▸ **Given data**:
============================================================

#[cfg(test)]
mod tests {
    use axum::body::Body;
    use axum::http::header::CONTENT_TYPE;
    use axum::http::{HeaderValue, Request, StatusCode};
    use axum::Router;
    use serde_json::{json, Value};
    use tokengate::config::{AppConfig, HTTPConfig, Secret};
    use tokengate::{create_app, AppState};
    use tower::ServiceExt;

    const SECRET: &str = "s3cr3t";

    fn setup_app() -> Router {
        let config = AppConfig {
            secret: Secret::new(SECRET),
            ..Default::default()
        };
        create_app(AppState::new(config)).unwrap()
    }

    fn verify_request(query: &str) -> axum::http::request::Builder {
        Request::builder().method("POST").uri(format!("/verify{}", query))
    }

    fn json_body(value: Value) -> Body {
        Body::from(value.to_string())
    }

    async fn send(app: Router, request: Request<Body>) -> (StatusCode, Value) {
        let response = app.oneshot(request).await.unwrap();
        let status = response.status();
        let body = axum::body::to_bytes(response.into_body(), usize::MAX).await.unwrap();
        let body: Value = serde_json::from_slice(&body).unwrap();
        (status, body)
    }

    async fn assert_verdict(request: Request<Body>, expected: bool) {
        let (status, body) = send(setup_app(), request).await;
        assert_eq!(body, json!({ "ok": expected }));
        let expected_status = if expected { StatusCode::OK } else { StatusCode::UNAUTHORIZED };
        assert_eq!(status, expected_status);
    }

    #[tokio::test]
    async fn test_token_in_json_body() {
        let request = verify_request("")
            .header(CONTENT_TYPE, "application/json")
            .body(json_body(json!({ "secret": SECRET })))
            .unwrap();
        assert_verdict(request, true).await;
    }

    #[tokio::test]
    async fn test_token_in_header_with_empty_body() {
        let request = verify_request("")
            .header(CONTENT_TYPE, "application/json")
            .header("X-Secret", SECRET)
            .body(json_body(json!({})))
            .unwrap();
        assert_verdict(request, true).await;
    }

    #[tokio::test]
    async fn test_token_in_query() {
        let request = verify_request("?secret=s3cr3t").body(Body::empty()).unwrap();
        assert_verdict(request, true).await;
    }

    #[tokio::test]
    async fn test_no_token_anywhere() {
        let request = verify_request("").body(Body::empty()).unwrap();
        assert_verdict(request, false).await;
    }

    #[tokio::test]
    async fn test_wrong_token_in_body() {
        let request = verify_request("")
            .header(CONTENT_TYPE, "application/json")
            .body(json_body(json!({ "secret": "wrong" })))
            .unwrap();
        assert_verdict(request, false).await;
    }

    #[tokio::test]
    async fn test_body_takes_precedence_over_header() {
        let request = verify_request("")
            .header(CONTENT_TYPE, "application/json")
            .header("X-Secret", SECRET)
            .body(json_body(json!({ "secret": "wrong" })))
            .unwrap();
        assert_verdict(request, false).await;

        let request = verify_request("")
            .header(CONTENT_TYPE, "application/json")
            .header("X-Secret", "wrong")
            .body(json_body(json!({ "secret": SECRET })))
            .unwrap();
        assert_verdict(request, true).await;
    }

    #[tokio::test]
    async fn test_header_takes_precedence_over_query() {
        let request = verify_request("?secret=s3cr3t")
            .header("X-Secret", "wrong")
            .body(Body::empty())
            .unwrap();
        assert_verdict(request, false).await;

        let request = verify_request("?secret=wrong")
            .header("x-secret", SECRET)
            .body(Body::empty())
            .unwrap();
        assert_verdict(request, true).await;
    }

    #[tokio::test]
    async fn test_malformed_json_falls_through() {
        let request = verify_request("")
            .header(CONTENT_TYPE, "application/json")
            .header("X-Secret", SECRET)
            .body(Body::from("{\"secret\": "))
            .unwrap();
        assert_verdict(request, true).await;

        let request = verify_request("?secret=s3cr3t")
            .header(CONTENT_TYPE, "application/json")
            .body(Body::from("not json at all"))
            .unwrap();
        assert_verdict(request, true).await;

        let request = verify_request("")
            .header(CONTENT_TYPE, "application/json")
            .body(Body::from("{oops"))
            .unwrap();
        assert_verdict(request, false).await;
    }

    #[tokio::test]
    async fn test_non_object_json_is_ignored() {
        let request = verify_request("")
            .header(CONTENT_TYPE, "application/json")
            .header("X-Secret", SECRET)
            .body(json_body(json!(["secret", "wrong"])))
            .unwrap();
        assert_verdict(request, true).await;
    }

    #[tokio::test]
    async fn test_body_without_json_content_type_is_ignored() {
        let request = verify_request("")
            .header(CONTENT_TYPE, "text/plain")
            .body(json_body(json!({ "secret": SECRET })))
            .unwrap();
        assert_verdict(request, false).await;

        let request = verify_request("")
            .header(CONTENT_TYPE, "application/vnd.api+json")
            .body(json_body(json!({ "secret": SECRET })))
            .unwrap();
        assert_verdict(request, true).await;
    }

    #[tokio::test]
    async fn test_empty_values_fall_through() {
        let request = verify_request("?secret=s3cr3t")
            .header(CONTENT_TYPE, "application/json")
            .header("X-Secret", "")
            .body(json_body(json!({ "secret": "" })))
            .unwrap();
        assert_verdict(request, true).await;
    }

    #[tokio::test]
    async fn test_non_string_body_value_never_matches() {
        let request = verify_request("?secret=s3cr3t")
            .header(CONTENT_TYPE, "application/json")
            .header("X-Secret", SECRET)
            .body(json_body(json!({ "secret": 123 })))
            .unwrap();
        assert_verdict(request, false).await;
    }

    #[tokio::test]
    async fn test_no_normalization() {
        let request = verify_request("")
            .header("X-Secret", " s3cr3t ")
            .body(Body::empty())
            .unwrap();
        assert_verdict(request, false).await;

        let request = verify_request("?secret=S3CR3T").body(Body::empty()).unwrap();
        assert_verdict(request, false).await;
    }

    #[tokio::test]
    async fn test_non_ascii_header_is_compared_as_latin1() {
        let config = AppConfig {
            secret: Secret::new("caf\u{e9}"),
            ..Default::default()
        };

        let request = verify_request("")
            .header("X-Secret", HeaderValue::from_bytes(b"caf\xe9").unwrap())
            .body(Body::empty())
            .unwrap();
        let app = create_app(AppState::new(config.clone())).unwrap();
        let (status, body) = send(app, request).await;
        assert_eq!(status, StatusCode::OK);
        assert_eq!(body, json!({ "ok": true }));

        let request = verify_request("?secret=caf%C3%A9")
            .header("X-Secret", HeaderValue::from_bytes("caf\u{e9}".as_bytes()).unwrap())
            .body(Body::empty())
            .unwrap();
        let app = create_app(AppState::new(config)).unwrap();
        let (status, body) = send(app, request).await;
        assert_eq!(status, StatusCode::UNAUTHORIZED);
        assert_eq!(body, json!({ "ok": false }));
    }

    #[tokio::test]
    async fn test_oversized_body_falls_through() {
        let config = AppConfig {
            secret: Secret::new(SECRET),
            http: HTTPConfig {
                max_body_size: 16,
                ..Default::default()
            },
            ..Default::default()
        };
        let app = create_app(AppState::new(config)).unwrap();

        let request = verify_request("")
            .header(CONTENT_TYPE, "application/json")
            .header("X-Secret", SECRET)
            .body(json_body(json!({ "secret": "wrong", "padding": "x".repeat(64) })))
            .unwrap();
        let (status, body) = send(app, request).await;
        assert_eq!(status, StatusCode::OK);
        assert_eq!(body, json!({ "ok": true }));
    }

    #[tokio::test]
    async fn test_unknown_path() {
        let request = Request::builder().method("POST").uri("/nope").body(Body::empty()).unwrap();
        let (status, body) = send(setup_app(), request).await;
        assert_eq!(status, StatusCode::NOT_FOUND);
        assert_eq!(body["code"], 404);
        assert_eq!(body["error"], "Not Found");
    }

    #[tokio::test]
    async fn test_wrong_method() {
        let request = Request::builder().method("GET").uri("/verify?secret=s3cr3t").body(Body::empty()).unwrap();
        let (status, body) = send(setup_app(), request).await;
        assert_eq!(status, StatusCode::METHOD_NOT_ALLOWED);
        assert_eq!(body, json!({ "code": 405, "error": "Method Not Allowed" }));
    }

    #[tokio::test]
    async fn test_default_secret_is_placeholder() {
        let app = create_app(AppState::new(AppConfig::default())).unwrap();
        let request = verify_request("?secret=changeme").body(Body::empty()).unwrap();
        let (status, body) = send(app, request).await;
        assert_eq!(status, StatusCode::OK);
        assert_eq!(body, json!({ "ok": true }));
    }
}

============================================================

▸ **Exercise details**:
Reproduce the records above exactly, from the first line through the line containing "fn json_body(value: Value)", and output nothing else.

▸ **Exercise response**:
#[cfg(test)]
mod tests {
    use axum::body::Body;
    use axum::http::header::CONTENT_TYPE;
    use axum::http::{HeaderValue, Request, StatusCode};
    use axum::Router;
    use serde_json::{json, Value};
    use tokengate::config::{AppConfig, HTTPConfig, Secret};
    use tokengate::{create_app, AppState};
    use tower::ServiceExt;

    const SECRET: &str = "s3cr3t";

    fn setup_app() -> Router {
        let config = AppConfig {
            secret: Secret::new(SECRET),
            ..Default::default()
        };
        create_app(AppState::new(config)).unwrap()
    }

    fn verify_request(query: &str) -> axum::http::request::Builder {
        Request::builder().method("POST").uri(format!("/verify{}", query))
    }

    fn json_body(value: Value) -> Body {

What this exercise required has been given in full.